Currently the Choctaws are one of the top 10 employers in Mississippi with a workforce of about 8,000 in manufacturing, service, retail and tourism. Two-thirds of the workforce is non Indian.
While tourism and gaming are still growing elements of the Choctaw empire, many of the manufacturing jobs brought in during the 1980s were low-wage jobs that have been lost due to NAFTA. The Choctaws are now focusing on a “third wave” of economic development, attracting higher paying technology jobs that won’t be easily exported.
Revenues primarily from gaming have allowed the tribe to offer full college scholarships to its youth, and currently 452 young Choctaws are in school at colleges and universities across the country. The move towards developing high tech jobs will give those students a reason to come home after completing their education.

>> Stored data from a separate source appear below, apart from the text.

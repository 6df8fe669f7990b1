use async_trait::async_trait;
use thiserror::Error;

use crate::domain::{ImageSource, TokenMetadata};

#[derive(Debug, Error)]
pub enum PinningError {
    #[error("Pinata API credentials not found in config.json. Please add them to continue.")]
    MissingCredentials,
    #[error("Pinata upload failed with status {status}: {body}")]
    UploadFailed { status: u16, body: String },
    #[error("Failed to download image from {url}: {reason}")]
    DownloadFailed { url: String, reason: String },
    #[error("Failed to read image file {path}: {source}")]
    ReadFailed {
        path: String,
        #[source]
        source: std::io::Error,
    },
    #[error("HTTP request failed: {0}")]
    HttpError(String),
    #[error("Unexpected Pinata response: {0}")]
    InvalidResponse(String),
}

/// Content-addressed storage for token art and metadata
#[async_trait]
pub trait PinningPort {
    /// Pin the image and return its gateway URI
    async fn upload_image(&self, source: &ImageSource) -> Result<String, PinningError>;

    /// Pin the metadata JSON and return its gateway URI
    async fn upload_metadata(&self, metadata: &TokenMetadata) -> Result<String, PinningError>;
}
use async_trait::async_trait;
use solana_sdk::{hash::Hash, pubkey::Pubkey, signature::Signature, transaction::VersionedTransaction};
use thiserror::Error;

#[derive(Debug, Error)]
pub enum NetworkError {
    #[error("RPC request failed: {0}")]
    RpcError(String),
    #[error("Transaction failed: {0}")]
    TransactionError(String),
}

/// Solana cluster access
#[async_trait]
pub trait NetworkPort {
    /// Balance in lamports
    async fn get_balance(&self, pubkey: &Pubkey) -> Result<u64, NetworkError>;

    async fn get_latest_blockhash(&self) -> Result<Hash, NetworkError>;

    /// Broadcast a signed transaction with preflight at `processed` commitment
    async fn send_transaction(
        &self,
        transaction: &VersionedTransaction,
    ) -> Result<Signature, NetworkError>;
}
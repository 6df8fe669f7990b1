use serde::{Deserialize, Serialize};
use std::fmt;

pub use solana_sdk::native_token::{lamports_to_sol, LAMPORTS_PER_SOL};

/// Solana cluster the CLI operates on
#[derive(Debug, Clone, Copy, PartialEq, Eq, Hash, Serialize, Deserialize)]
#[serde(rename_all = "lowercase")]
pub enum Network {
    Devnet,
    Mainnet,
}

impl Network {
    pub fn from_mainnet_flag(mainnet: bool) -> Self {
        if mainnet {
            Network::Mainnet
        } else {
            Network::Devnet
        }
    }

    /// Name used for config keys and wallet file names
    pub fn name(&self) -> &'static str {
        match self {
            Network::Devnet => "devnet",
            Network::Mainnet => "mainnet",
        }
    }

    pub fn is_mainnet(&self) -> bool {
        matches!(self, Network::Mainnet)
    }

    /// Public RPC endpoint for the cluster
    pub fn default_rpc_url(&self) -> &'static str {
        match self {
            Network::Devnet => "https://api.devnet.solana.com",
            Network::Mainnet => "https://api.mainnet-beta.solana.com",
        }
    }

    /// Default wallet file name, e.g. `devnet-wallet.json`
    pub fn default_wallet_file(&self) -> String {
        format!("{}-wallet.json", self.name())
    }

    pub fn explorer_address_url(&self, address: &str) -> String {
        format!(
            "https://explorer.solana.com/address/{}?cluster={}",
            address,
            self.name()
        )
    }

    pub fn explorer_tx_url(&self, signature: &str) -> String {
        match self {
            Network::Mainnet => format!("https://solscan.io/tx/{}", signature),
            Network::Devnet => format!("https://solscan.io/tx/{}?cluster=devnet", signature),
        }
    }

    /// Faucet for funding test wallets; mainnet has none
    pub fn faucet_url(&self) -> Option<&'static str> {
        match self {
            Network::Devnet => Some("https://faucet.solana.com"),
            Network::Mainnet => None,
        }
    }
}

impl fmt::Display for Network {
    fn fmt(&self, f: &mut fmt::Formatter<'_>) -> fmt::Result {
        f.write_str(self.name())
    }
}

#[cfg(test)]
mod tests {
    use super::*;

    #[test]
    fn test_from_flag() {
        assert_eq!(Network::from_mainnet_flag(true), Network::Mainnet);
        assert_eq!(Network::from_mainnet_flag(false), Network::Devnet);
    }

    #[test]
    fn test_wallet_file_names() {
        assert_eq!(Network::Devnet.default_wallet_file(), "devnet-wallet.json");
        assert_eq!(Network::Mainnet.default_wallet_file(), "mainnet-wallet.json");
    }

    #[test]
    fn test_faucet_only_on_devnet() {
        assert!(Network::Devnet.faucet_url().is_some());
        assert!(Network::Mainnet.faucet_url().is_none());
    }

    #[test]
    fn test_explorer_links() {
        let url = Network::Devnet.explorer_address_url("Abc");
        assert_eq!(url, "https://explorer.solana.com/address/Abc?cluster=devnet");

        let tx = Network::Mainnet.explorer_tx_url("sig123");
        assert_eq!(tx, "https://solscan.io/tx/sig123");
    }

    #[test]
    fn test_lamports_to_sol() {
        assert_eq!(lamports_to_sol(0), 0.0);
        assert_eq!(lamports_to_sol(1_500_000_000), 1.5);
        assert_eq!(lamports_to_sol(1), 1e-9);
        assert_eq!(lamports_to_sol(LAMPORTS_PER_SOL), 1.0);
    }
}
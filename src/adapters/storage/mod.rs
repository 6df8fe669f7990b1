mod file_store;

pub use file_store::FileConfigStore;
//! Application Layer - Use cases
//!
//! The token launcher sequences pinning, transaction building, signing and broadcast.

pub mod launcher;

pub use launcher::{ensure_funded, sign_create_transaction, LaunchError, LaunchReceipt, TokenLauncher};
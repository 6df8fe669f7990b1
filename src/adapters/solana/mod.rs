pub mod rpc;

pub use rpc::SolanaClient;
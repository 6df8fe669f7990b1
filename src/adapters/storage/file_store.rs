//! File-backed config and wallet store
//!
//! Wallet paths in the config are resolved against the config file's directory,
//! with `~` expanded to the home directory.

use std::path::{Path, PathBuf};

use crate::config::{Config, LoadedConfig, PinataCredentials};
use crate::domain::{Network, WalletError, WalletManager};
use crate::ports::store::{ConfigStore, WalletInfo};

#[derive(Debug, Clone)]
pub struct FileConfigStore {
    config: Config,
    base_dir: PathBuf,
}

impl FileConfigStore {
    pub fn new(config: Config, base_dir: impl Into<PathBuf>) -> Self {
        Self {
            config,
            base_dir: base_dir.into(),
        }
    }

    pub fn from_loaded(loaded: &LoadedConfig) -> Self {
        Self::new(loaded.config.clone(), loaded.base_dir())
    }

    pub fn config(&self) -> &Config {
        &self.config
    }

    /// Absolute-or-base-relative path of the network's wallet file
    pub fn wallet_path(&self, network: Network) -> PathBuf {
        let configured = &self.config.network(network).wallet;
        let expanded = shellexpand::tilde(configured).to_string();
        let path = Path::new(&expanded);

        if path.is_absolute() {
            path.to_path_buf()
        } else {
            self.base_dir.join(path)
        }
    }
}

impl ConfigStore for FileConfigStore {
    fn create_wallet(&self, network: Network) -> Result<WalletInfo, WalletError> {
        let path = self.wallet_path(network);
        let wallet = WalletManager::generate();

        if path.exists() {
            tracing::warn!("Overwriting existing wallet file: {}", path.display());
        }
        wallet.save_to_file(&path)?;

        let address = wallet.public_key();
        tracing::info!("New {} wallet created: {}", network, address);

        Ok(WalletInfo {
            explorer_url: network.explorer_address_url(&address),
            faucet_url: network.faucet_url().map(str::to_string),
            path,
            address,
        })
    }

    fn load_wallet(&self, network: Network) -> Result<WalletManager, WalletError> {
        let path = self.wallet_path(network);
        let wallet = WalletManager::from_file(&path)?;
        tracing::info!("Wallet loaded successfully from: {}", path.display());
        Ok(wallet)
    }

    fn pinata_credentials(&self) -> Option<PinataCredentials> {
        self.config.pinata.credentials()
    }
}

“The State of Mississippi could actually take a lesson from Chief Phillip Martin and what he is trying to do,” said Matt Thornton, vice president of innovation and resource development, Mississippi Technology Alliance (MTA). “If you look at what the Choctaws have done in the past 50 years, they have been on the cutting edge when it comes to Indian nations across the country creating opportunities for themselves.”
That success has allowed the tribe to invest in educating its youth. But those young people aren’t likely to come back to Philadelphia unless good jobs are available. That’s why the Choctaws are currently working with the MTA and high-tech companies inside and outside of Mississippi to create business opportunities that will create jobs in the knowledge economy.
“Chief Martin knows he has to move into different sectors that correlate with the knowledge economy,” Thornton said. “You have to create knowledge worker jobs as opposed to just jobs. Some sectors that afford that are high technology, communications, pharmaceuticals, life sciences and a more diversified group of companies within the manufacturing sector. He is taking a look at the young intellectual capital out there, and creating opportunities for them. If you look at the State of Mississippi, we have the same issues facing us.”
Thornton said the state needs to take advantage of the strengths it has to leverage more opportunities for high-tech jobs in the state. While most Mississippians have an innate desire to remain in the state near their family, there must be an innovative business climate or the state will lose many of its best and brightest young people.
“Chief Martin understands if he doesn’t create innovative, intellectually challenging job opportunities for his younger members, then the society will dwindle away,” Thornton said. “The Choctaws are actively engaged in looking at partnerships, and that is the role the technology alliance has been playing with them. I think we in the business community need to view the Choctaw Indians as a huge asset for the State of Mississippi.”
John Hendrix, assistant director of economic development, MBCI, said the significance of having 452 Choctaw students especially becomes apparent when you look at the tribe’s history. Ten years ago there hadn’t been 100 college graduates in the history of the tribe.
“That has huge implications for the future,” Hendrix said. “ In order for them to come back and have meaningful jobs, we have to have them available. My job is to have opportunities for them when they come back.”
Earlier this year the MBCI worked with the MTA to put on the Choctaw Technology Forum, which will be an annual event. The forum attracted 200 attendees from different states representing high tech companies such as computer and pharmaceutical firms, and venture capitalists.
The idea of the forum was to showcase the opportunities and advantages of doing business with the Choctaws. While previously representatives of the Choctaws have traveled all across the country to seek business opportunities, this was a major effort to identify local opportunities possible by linking up with other businesses in the state and region.
Hendrix said the forum was “a fishing expedition” that resulted in a lot of opportunities. It took two months to go through the partnership proposals that resulted. Proposals ranged from high-tech manufacturing to information technology projects. Hendrix said currently several joint projects are in the works with announcements expected soon.
One thing he believes would help the Choctaws’ joint venture opportunities, and development of knowledge economy jobs in general in the state, is if Mississippi had more venture capital available.
Creda Stewart, director of public information for the MBCI, said the Choctaw Technology Forum held in April was designed to promote business partnering within the state.
“We collaborated with the MTA and put together those factions in Mississippi business who are looking for relationships,” Stewart said. “We showcased every enterprise and opportunity that the tribe is involved in with our own expo. We invited investment bankers, venture capitalists, business people and educators because it is important to tie the academic world to this. We hosted a reception where each of our CEOs stood up and talked about what we do, and how to do business in Indian country. More business happened and more opportunities were generated in Mississippi, I would guess, than all the out of state conferences we go to. We are there making these alliances happen. It affects not just the tribe, but all of Mississippi because we are hoping to have a healthy economy.”